Prof. Leamer, intriguingly, made an aside about housing during the Roaring Twenties and Great Depression, showing a graph from a 1954 text which appeared to show that the busting of a housing bubble also previewed the Great Depression. Here's the graph:



Up until the other day, I had been unable to verify the information in that graph, or the source of the information, but in the course of my exchange with CR, I found this source which did indeed come from the Department of Labor, and gave exact annual data for "non farm housing starts". Using that data, I have been able to generate this chart, which also in the last column converts the equivalent housing starts to our time, by multiplying the data proportionate to the population for each year compared with our modern population of 300 million. All data is in 1000's:

YearNonfarm housing starts2009 equivalent
1920 247 699
1921 449 1236
1922 716 1953
1923 371 994
1924 893 2350
1925 937 2423
1926 849 2177
1927 810 2042
1928 753 1867
1929 509 1252
1930 330 805
1931 254 615
1932 134 322
1933 93 221
1934 126 300
1935 221 522
1936 319 748
1937 336 781
1938 406 937
1939 515 1179
1940 602 1368


Bear in mind the following two facts:
1. the peak housing starts during the recent bubble were 2273 in the month of January. 2006, and have since fallen to ~500.
2. The above figures are for nonfarm housing starts only. In 1930, 25% of the US population lived on farms, compared with only 2% today.
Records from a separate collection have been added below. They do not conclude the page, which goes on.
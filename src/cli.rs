//! Command-line interface

use clap::{Parser, Subcommand};
use indicatif::{MultiProgress, ProgressBar, ProgressStyle};
use std::path::{Path, PathBuf};
use std::sync::Arc;
use std::time::Duration;
use tracing::info;

use crate::auth;
use crate::client::GmailMailboxClient;
use crate::config::Config;
use crate::error::Result;
use crate::mirror::Mirror;
use crate::rules::{Action, RuleSet};
use crate::runner::{self, RunReport, REPORT_DATE_FORMAT};

#[derive(Parser, Debug)]
#[command(name = "gmail-rules")]
#[command(version = "0.1.0")]
#[command(about = "Mirror a Gmail mailbox locally and apply declarative rules to it", long_about = None)]
pub struct Cli {
    /// Path to configuration file
    #[arg(short, long, default_value = "config.toml")]
    pub config: PathBuf,

    /// Path to OAuth2 credentials file
    #[arg(long, default_value = "credentials.json")]
    pub credentials: PathBuf,

    /// Path to token cache file
    #[arg(long, default_value = ".gmail-rules/token.json")]
    pub token_cache: PathBuf,

    /// Verbose logging
    #[arg(short, long)]
    pub verbose: bool,

    #[command(subcommand)]
    pub command: Commands,
}

#[derive(Subcommand, Debug)]
pub enum Commands {
    /// Authenticate with Gmail API
    Auth {
        /// Force re-authentication even if token exists
        #[arg(long)]
        force: bool,
    },

    /// Pull new messages into the local mirror
    Sync {
        /// Re-request every message instead of only those after the watermark
        #[arg(long)]
        full: bool,
    },

    /// Run a ruleset against the mirror and apply its actions to Gmail
    Apply {
        /// Ruleset JSON file
        #[arg(short, long)]
        rules: PathBuf,

        /// Don't sync before evaluating rules
        #[arg(long)]
        skip_sync: bool,

        /// Dry run mode (report planned actions, change nothing)
        #[arg(long)]
        dry_run: bool,
    },

    /// Validate a ruleset without running it
    Check {
        /// Ruleset JSON file
        #[arg(short, long)]
        rules: PathBuf,
    },

    /// Show what the mirror currently holds
    Status,

    /// Generate example configuration file
    InitConfig {
        /// Path to create config file
        #[arg(short, long, default_value = "config.toml")]
        output: PathBuf,

        /// Overwrite existing file
        #[arg(long)]
        force: bool,
    },
}

/// Progress reporter using indicatif
pub struct ProgressReporter {
    multi: MultiProgress,
    spinner_style: ProgressStyle,
    bar_style: ProgressStyle,
}

impl ProgressReporter {
    /// Share an existing MultiProgress, e.g. the one log output is routed through
    pub fn with_multi_progress(multi: MultiProgress) -> Self {
        let spinner_style = ProgressStyle::default_spinner()
            .template("{spinner:.green} [{elapsed:>6}] {msg}")
            .unwrap_or_else(|_| ProgressStyle::default_spinner())
            .tick_chars("⠁⠂⠄⡀⢀⠠⠐⠈ ");

        let bar_style = ProgressStyle::default_bar()
            .template("[{elapsed:>6}] {bar:40.cyan/blue} {pos:>7}/{len:7} {msg}")
            .unwrap_or_else(|_| ProgressStyle::default_bar())
            .progress_chars("##-");

        Self {
            multi,
            spinner_style,
            bar_style,
        }
    }

    pub fn add_spinner(&self, msg: &str) -> ProgressBar {
        let pb = self.multi.add(ProgressBar::new_spinner());
        pb.set_style(self.spinner_style.clone());
        pb.set_message(msg.to_string());
        pb.enable_steady_tick(Duration::from_millis(100));
        pb
    }

    /// Bar whose length is unknown until the remote listing returns
    pub fn add_progress_bar(&self, msg: &str) -> ProgressBar {
        let pb = self.multi.add(ProgressBar::new(0));
        pb.set_style(self.bar_style.clone());
        pb.set_message(msg.to_string());
        pb.enable_steady_tick(Duration::from_millis(100));
        pb
    }

    /// Finish a spinner and clear it from the multi-progress display
    pub fn finish_spinner(&self, pb: &ProgressBar, msg: &str) {
        pb.finish_and_clear();
        let _ = self.multi.println(format!("  ✓ {}", msg));
    }
}

async fn connect(cli: &Cli, reporter: &ProgressReporter) -> Result<GmailMailboxClient> {
    let spinner = reporter.add_spinner("Authenticating with Gmail API...");
    let hub = auth::initialize_gmail_hub(&cli.credentials, &cli.token_cache).await?;
    reporter.finish_spinner(&spinner, "Gmail API authenticated");
    Ok(GmailMailboxClient::new(hub))
}

async fn sync_with_progress(
    client: &GmailMailboxClient,
    mirror: &mut Mirror,
    config: &Config,
    incremental: bool,
    reporter: &ProgressReporter,
) -> Result<usize> {
    let bar = reporter.add_progress_bar("Fetching messages");
    let tick = bar.clone();
    let merged = runner::run_sync(
        client,
        mirror,
        incremental,
        config.sync.max_concurrent_fetches,
        Some(Arc::new(move || {
            tick.inc_length(1);
            tick.inc(1);
        })),
    )
    .await;
    bar.finish_and_clear();
    merged
}

/// `sync` command: returns the number of messages merged
pub async fn run_sync_command(cli: &Cli, full: bool, multi: MultiProgress) -> Result<usize> {
    let reporter = ProgressReporter::with_multi_progress(multi);
    let config = Config::load(&cli.config).await?;
    let mut mirror = config.mirror.open()?;
    let client = connect(cli, &reporter).await?;

    sync_with_progress(&client, &mut mirror, &config, !full, &reporter).await
}

/// `apply` command: optional sync, then the ruleset run
pub async fn run_apply_command(
    cli: &Cli,
    rules: &Path,
    skip_sync: bool,
    dry_run: bool,
    multi: MultiProgress,
) -> Result<RunReport> {
    let reporter = ProgressReporter::with_multi_progress(multi);
    let config = Config::load(&cli.config).await?;
    let dry_run = dry_run || config.execution.dry_run;

    // Validate before touching the network
    let ruleset = RuleSet::load(rules).await?;

    let mut mirror = config.mirror.open()?;
    let client = connect(cli, &reporter).await?;

    if !skip_sync {
        let merged = sync_with_progress(&client, &mut mirror, &config, true, &reporter).await?;
        info!("Incremental sync merged {} messages", merged);
    }

    let spinner = reporter.add_spinner(&format!("Applying {} rules...", ruleset.rules.len()));
    let report = runner::run_ruleset(&client, &mut mirror, &ruleset, dry_run).await?;
    reporter.finish_spinner(&spinner, &report.summary());

    Ok(report)
}

/// Render a run report: failures first, then successes (or the plan)
pub fn format_report(report: &RunReport) -> String {
    let mut out = String::new();
    out.push_str("\n========================================\n");
    if report.dry_run {
        out.push_str("Ruleset Run (DRY RUN)\n");
    } else {
        out.push_str("Ruleset Run\n");
    }
    out.push_str("========================================\n");
    out.push_str(&format!("Run ID: {}\n", report.run_id));
    out.push_str(&format!(
        "Duration: {} ms\n",
        (report.completed_at - report.started_at).num_milliseconds()
    ));

    if report.dry_run {
        out.push_str(&format!("\nPlanned actions ({}):\n", report.planned.len()));
        for record in &report.planned {
            out.push_str(&format!("  [{}] {}\n", record.rule, record.line()));
        }
    } else {
        out.push_str(&format!("\nFailed actions ({}):\n", report.failed.len()));
        for failed in &report.failed {
            out.push_str(&format!("  [{}] {}\n", failed.record.rule, failed.line()));
        }
        out.push_str(&format!("\nSucceeded actions ({}):\n", report.succeeded.len()));
        for record in &report.succeeded {
            out.push_str(&format!("  [{}] {}\n", record.rule, record.line()));
        }
    }
    out.push_str("========================================");
    out
}

/// One line per rule: name, operator, predicate count and actions
pub fn format_ruleset(ruleset: &RuleSet) -> String {
    let mut out = format!("{} rules\n", ruleset.rules.len());
    for rule in &ruleset.rules {
        let actions: Vec<String> = rule.actions.iter().map(Action::to_string).collect();
        out.push_str(&format!(
            "  - {}: {} of {} conditions -> {}\n",
            rule.name,
            rule.condition.operator,
            rule.condition.predicates.len(),
            actions.join(", ")
        ));
        for predicate in &rule.condition.predicates {
            out.push_str(&format!("      {}\n", predicate));
        }
    }
    out
}

/// Mirror summary for the `status` command
pub fn format_status(mirror: &Mirror) -> Result<String> {
    let mut out = String::new();
    out.push_str("\n========================================\n");
    out.push_str("Mirror Status\n");
    out.push_str("========================================\n");
    out.push_str(&format!("Messages: {}\n", mirror.count()?));
    out.push_str(&format!("Unread: {}\n", mirror.unread_count()?));
    match mirror.latest_timestamp()? {
        Some(at) => out.push_str(&format!("Watermark: {}\n", at.format(REPORT_DATE_FORMAT))),
        None => out.push_str("Watermark: none (mirror is empty)\n"),
    }
    for (mailbox, count) in mirror.mailbox_counts()? {
        out.push_str(&format!("  {:<6} {}\n", mailbox.label(), count));
    }
    out.push_str("========================================");
    Ok(out)
}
So if anything, the 1920s boom was much more of a bubble than the recent one, and perhaps the ensuing decline, while much more drastic over the 3 1/2 years since than the eight year decline from 1925-1933, will not sink so low before bottoming.

CR's conclusion was that it looked like housing led the way out of the Great Depression. That seems a little too strong for me. Certainly it does not appear that any month in 1932 would have been a candidate for the housing bottom. The contraction phase of the Great Depression ended in April 1933, so at best housing may have led by a couple of months. More likely, one suspects, is that once FDR and the Emergency Banking Acts of April 1033 restored confidence to the banking system, mortgages became more available, and so housing bottomed in the spring or early summer of 1933, improving slowly thereafter, generally coincident with the recovery phase from the Great Depression.

Housing starts in recent months have seemed generally to move sideways, but they did the same thing last year, before collapsing again in the last 6 months of 2008. If housing does "lead the way" out of this Recession, it is likely to be a very subdued advance.